In 1941 Porteous was posted with the Winnipeg Grenadiers to Hong Kong, to reinforce the British garrison. The regiment arrived just in time to be overwhelmed by invading Japanese forces, and Porteous was to spend a total of 44 months in one of the notorious prisoner of war camps, where he remained until the end of the war. In due course he was decorated as an MBE, Member of the Order of the British Empire, for his outstanding contribution in maintaining prisoner morale while imprisoned.
Porteous returned to Saskatoon after the war and was named executive director of the Saskatoon Community Chest. He was later awarded the Order of Canada in 1974 for dedication to community affairs, and was appointed Lieutenant-Governor of Saskatchewan, the Queen’s representative, in 3 March, 1976, thus becoming that Province’s 14th Lieutenant Governor. He died in office on 6 February, 1978.
An interesting insight into Porteous' experience is that from 1960 until his death in 1978 Porteous was an enthusiastic advocate of the medical benefits of niacin. Dr. Abram Hoffer had approached him to request that he recommend it to the senior citizens in the social housing development which Porteous administered. Hoffer believed large doses of niacin, up to six grams a day, could retard the development and even reverse senility, as it dilates the blood vessels, thus improving circulation.

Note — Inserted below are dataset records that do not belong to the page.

use std::collections::BTreeSet;
use std::fmt;

use serde::{Deserialize, Serialize};

use crate::error::ShapeError;

/// A category value whose allowed set is only known at run time.
#[derive(Debug, Clone, PartialEq, Eq, Hash, PartialOrd, Ord, Serialize, Deserialize)]
#[serde(transparent)]
pub struct Tag(String);

impl Tag {
    pub fn new(value: impl Into<String>) -> Self {
        Self(value.into())
    }

    pub fn as_str(&self) -> &str {
        &self.0
    }
}

impl fmt::Display for Tag {
    fn fmt(&self, f: &mut fmt::Formatter<'_>) -> fmt::Result {
        self.0.fmt(f)
    }
}

impl From<&str> for Tag {
    fn from(value: &str) -> Self {
        Self::new(value)
    }
}

/// A closed, finite, non-empty set of category members.
#[derive(Debug, Clone, PartialEq, Eq)]
pub struct Vocabulary {
    name: String,
    members: BTreeSet<String>,
}

impl Vocabulary {
    /// Members are taken as given; blank ones are rejected and repeats collapse.
    pub fn new<I, S>(name: impl Into<String>, members: I) -> Result<Self, ShapeError>
    where
        I: IntoIterator<Item = S>,
        S: Into<String>,
    {
        let name = name.into();
        let mut set = BTreeSet::new();
        for member in members {
            let member = member.into();
            if member.trim().is_empty() {
                return Err(ShapeError::BlankMember(name));
            }
            set.insert(member);
        }

        if set.is_empty() {
            return Err(ShapeError::EmptyVocabulary(name));
        }

        Ok(Self { name, members: set })
    }

    /// Comma-separated form, e.g. `"text, image"`.
    pub fn parse(name: impl Into<String>, list: &str) -> Result<Self, ShapeError> {
        let name = name.into();
        if list.trim().is_empty() {
            return Err(ShapeError::EmptyVocabulary(name));
        }
        Self::new(name, list.split(',').map(str::trim))
    }

    pub fn name(&self) -> &str {
        &self.name
    }

    pub fn contains(&self, member: &str) -> bool {
        self.members.contains(member)
    }

    pub fn admit(&self, tag: &Tag) -> Result<(), ShapeError> {
        if self.contains(tag.as_str()) {
            Ok(())
        } else {
            Err(ShapeError::UnknownMember {
                vocabulary: self.name.clone(),
                member: tag.to_string(),
            })
        }
    }

    /// Members in sorted order.
    pub fn members(&self) -> impl Iterator<Item = &str> {
        self.members.iter().map(String::as_str)
    }

    pub fn len(&self) -> usize {
        self.members.len()
    }

    /// Always false: construction rejects an empty set.
    pub fn is_empty(&self) -> bool {
        self.members.is_empty()
    }
}

#[cfg(test)]
mod tests {
    use super::*;

    #[test]
    fn parse_trims_and_dedups() {
        let v = Vocabulary::parse("UserRole", " member , admin,member").unwrap();
        assert_eq!(v.name(), "UserRole");
        assert_eq!(v.len(), 2);
        assert_eq!(v.members().collect::<Vec<_>>(), vec!["admin", "member"]);
        assert!(v.contains("admin"));
        assert!(!v.contains(" admin"));
        assert!(!v.is_empty());
    }

    #[test]
    fn empty_list_is_rejected() {
        assert!(matches!(
            Vocabulary::parse("MessageType", "  "),
            Err(ShapeError::EmptyVocabulary(_))
        ));
        assert!(matches!(
            Vocabulary::new("MessageType", Vec::<String>::new()),
            Err(ShapeError::EmptyVocabulary(_))
        ));
    }

    #[test]
    fn blank_member_is_rejected() {
        assert!(matches!(
            Vocabulary::parse("MessageType", "text,,image"),
            Err(ShapeError::BlankMember(_))
        ));
        assert!(matches!(
            Vocabulary::parse("MessageType", "text,"),
            Err(ShapeError::BlankMember(_))
        ));
    }

    #[test]
    fn admit_is_case_sensitive() {
        let v = Vocabulary::new("MessageType", ["text"]).unwrap();
        assert!(v.admit(&Tag::from("text")).is_ok());

        let err = v.admit(&Tag::from("Text")).unwrap_err();
        assert_eq!(err.to_string(), "`Text` is not a member of MessageType");
    }
}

Porteous insisted he would not recommend anything to anyone which he had not first tried himself. For six months, he took the six grams a day and then recommended it to the senior citizens without reservation. As he told the Department of Veterans Affairs doctor on his next annual visit (he was on a 100% disability pension) that he had not felt as well since before the war; he could even touch his hands together above his head, not having been able to raise them above his shoulders before the treatment. He discovered that niacin had greatly relieved the severe arthritis and insomnia that had plagued him as a result of his wartime imprisonment and systematic starvation over a four-year period. He supported the use of this vitamin for all Canadian and US ex-prisoners of war suffering from similar symptoms.[1]